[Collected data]
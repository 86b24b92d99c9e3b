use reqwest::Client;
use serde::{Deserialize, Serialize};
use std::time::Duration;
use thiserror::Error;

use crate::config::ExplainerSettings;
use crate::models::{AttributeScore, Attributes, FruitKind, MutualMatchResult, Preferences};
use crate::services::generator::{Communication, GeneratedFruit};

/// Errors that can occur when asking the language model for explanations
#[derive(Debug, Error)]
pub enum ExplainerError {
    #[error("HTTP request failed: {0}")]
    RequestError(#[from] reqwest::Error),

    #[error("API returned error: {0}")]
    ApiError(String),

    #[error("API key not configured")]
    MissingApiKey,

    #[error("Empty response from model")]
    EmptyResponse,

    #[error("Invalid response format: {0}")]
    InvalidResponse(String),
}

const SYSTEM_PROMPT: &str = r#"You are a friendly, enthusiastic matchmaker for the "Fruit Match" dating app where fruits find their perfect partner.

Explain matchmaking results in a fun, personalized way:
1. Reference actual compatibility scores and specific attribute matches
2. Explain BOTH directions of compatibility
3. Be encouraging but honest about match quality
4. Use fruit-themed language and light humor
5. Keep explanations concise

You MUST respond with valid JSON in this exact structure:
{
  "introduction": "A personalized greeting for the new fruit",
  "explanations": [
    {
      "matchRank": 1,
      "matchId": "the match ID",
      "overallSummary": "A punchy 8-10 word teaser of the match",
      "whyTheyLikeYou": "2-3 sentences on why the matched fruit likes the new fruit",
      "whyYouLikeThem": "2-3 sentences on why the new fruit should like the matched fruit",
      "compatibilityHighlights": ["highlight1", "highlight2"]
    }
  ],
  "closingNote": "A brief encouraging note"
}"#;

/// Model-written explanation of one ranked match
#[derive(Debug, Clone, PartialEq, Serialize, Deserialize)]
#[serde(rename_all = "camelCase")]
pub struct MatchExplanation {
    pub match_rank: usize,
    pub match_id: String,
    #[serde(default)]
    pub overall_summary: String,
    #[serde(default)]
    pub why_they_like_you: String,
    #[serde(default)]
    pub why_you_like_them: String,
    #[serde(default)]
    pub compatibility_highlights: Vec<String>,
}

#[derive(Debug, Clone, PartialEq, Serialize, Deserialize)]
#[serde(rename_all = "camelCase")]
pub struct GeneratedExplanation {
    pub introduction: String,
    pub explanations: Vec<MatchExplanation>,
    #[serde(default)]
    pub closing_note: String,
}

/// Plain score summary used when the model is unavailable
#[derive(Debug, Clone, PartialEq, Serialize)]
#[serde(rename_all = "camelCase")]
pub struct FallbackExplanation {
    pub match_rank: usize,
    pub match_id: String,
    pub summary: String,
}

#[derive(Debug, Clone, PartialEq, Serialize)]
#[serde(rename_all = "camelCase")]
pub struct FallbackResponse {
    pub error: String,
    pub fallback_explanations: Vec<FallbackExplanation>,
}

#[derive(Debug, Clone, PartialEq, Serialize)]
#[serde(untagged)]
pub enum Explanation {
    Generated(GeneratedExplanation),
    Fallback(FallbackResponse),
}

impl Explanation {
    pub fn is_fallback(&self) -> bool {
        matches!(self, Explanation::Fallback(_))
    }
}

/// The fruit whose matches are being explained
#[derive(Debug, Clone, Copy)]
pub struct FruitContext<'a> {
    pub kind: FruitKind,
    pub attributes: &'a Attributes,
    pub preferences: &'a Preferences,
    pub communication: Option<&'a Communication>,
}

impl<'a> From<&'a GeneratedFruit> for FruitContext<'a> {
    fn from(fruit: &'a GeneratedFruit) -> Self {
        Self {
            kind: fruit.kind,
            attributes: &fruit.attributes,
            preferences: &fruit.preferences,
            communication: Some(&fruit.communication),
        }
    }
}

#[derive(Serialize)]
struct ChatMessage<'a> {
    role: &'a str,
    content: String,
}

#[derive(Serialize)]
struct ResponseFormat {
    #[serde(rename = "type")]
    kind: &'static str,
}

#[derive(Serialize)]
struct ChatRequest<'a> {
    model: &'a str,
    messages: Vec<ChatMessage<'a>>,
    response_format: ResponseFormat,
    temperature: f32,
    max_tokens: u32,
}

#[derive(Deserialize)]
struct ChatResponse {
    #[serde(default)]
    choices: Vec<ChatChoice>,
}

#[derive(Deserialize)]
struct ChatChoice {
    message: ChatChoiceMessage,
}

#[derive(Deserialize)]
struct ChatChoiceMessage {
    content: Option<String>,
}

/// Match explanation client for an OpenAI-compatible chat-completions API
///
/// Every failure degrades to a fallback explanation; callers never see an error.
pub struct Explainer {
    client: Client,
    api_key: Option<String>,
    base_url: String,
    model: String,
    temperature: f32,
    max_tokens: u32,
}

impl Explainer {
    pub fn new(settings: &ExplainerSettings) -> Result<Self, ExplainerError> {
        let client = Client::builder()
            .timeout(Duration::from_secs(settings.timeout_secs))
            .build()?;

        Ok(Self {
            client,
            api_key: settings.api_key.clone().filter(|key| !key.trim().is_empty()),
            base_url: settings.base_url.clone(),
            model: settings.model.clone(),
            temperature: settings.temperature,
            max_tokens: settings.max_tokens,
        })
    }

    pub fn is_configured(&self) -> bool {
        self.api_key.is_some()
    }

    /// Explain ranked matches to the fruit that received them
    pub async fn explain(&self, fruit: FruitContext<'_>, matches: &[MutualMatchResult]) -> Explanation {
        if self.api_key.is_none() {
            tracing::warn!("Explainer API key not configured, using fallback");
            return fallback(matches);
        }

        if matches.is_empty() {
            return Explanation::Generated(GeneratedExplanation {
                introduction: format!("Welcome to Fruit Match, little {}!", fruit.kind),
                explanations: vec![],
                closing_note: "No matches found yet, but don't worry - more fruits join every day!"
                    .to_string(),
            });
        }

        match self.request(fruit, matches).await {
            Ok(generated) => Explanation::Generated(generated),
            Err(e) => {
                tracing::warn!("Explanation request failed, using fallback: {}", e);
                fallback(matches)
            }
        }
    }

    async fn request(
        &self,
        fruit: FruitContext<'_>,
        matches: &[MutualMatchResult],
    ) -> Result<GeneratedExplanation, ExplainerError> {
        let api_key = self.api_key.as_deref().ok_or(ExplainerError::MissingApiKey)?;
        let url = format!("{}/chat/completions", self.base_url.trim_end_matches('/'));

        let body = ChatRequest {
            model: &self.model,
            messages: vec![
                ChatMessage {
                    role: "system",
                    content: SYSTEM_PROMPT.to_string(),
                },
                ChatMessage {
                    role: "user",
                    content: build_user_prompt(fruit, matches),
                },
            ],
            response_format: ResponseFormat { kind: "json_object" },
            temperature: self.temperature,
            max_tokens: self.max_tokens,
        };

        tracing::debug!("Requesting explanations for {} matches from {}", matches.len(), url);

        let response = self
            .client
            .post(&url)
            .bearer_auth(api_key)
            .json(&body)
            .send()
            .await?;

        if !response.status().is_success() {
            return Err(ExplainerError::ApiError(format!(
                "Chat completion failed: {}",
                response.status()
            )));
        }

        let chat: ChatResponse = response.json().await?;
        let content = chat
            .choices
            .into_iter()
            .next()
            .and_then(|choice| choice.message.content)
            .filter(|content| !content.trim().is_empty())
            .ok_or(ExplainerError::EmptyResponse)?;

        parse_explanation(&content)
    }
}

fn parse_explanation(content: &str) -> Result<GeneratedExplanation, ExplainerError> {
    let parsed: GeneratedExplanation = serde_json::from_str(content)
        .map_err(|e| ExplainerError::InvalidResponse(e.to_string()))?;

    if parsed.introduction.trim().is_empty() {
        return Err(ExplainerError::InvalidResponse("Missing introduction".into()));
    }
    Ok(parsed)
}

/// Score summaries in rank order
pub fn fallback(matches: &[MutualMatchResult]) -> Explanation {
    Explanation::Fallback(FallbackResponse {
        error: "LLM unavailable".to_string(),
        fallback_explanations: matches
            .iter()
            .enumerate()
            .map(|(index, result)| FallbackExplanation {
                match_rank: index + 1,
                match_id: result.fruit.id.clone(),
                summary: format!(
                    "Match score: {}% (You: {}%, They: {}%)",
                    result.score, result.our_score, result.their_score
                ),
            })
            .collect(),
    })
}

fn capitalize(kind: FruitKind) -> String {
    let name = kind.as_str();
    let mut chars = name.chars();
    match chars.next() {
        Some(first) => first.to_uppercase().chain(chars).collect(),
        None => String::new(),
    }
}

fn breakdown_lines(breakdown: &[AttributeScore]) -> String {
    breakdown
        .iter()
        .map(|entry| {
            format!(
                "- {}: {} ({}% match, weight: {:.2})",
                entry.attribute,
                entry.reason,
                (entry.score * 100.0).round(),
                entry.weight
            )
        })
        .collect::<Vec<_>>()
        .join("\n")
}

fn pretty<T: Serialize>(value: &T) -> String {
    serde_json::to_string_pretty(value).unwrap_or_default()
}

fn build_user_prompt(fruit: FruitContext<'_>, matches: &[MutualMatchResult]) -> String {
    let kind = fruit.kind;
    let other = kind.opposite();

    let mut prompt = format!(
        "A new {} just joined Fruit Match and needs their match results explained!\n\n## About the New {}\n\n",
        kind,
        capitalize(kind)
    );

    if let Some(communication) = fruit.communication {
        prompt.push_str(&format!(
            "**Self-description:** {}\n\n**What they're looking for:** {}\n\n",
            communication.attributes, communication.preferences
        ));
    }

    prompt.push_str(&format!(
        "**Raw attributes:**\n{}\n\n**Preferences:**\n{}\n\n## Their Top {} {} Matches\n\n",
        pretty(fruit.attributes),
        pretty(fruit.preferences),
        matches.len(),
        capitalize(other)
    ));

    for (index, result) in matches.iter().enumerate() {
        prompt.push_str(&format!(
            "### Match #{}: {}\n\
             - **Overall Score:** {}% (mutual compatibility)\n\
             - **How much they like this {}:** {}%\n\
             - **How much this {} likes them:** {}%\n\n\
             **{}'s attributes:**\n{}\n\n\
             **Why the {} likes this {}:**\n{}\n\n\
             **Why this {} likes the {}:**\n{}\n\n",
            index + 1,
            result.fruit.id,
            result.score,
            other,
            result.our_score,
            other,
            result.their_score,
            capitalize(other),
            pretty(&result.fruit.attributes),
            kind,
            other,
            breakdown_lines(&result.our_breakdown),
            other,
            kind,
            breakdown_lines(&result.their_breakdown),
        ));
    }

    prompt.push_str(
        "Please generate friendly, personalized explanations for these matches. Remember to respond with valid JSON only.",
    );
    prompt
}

**PROBLEM DETAILS:**
Copy each line of the data that contains the word "async".

**EXPECTED OUTPUT:**
    pub async fn explain(&self, fruit: FruitContext<'_>, matches: &[MutualMatchResult]) -> Explanation {
    async fn request(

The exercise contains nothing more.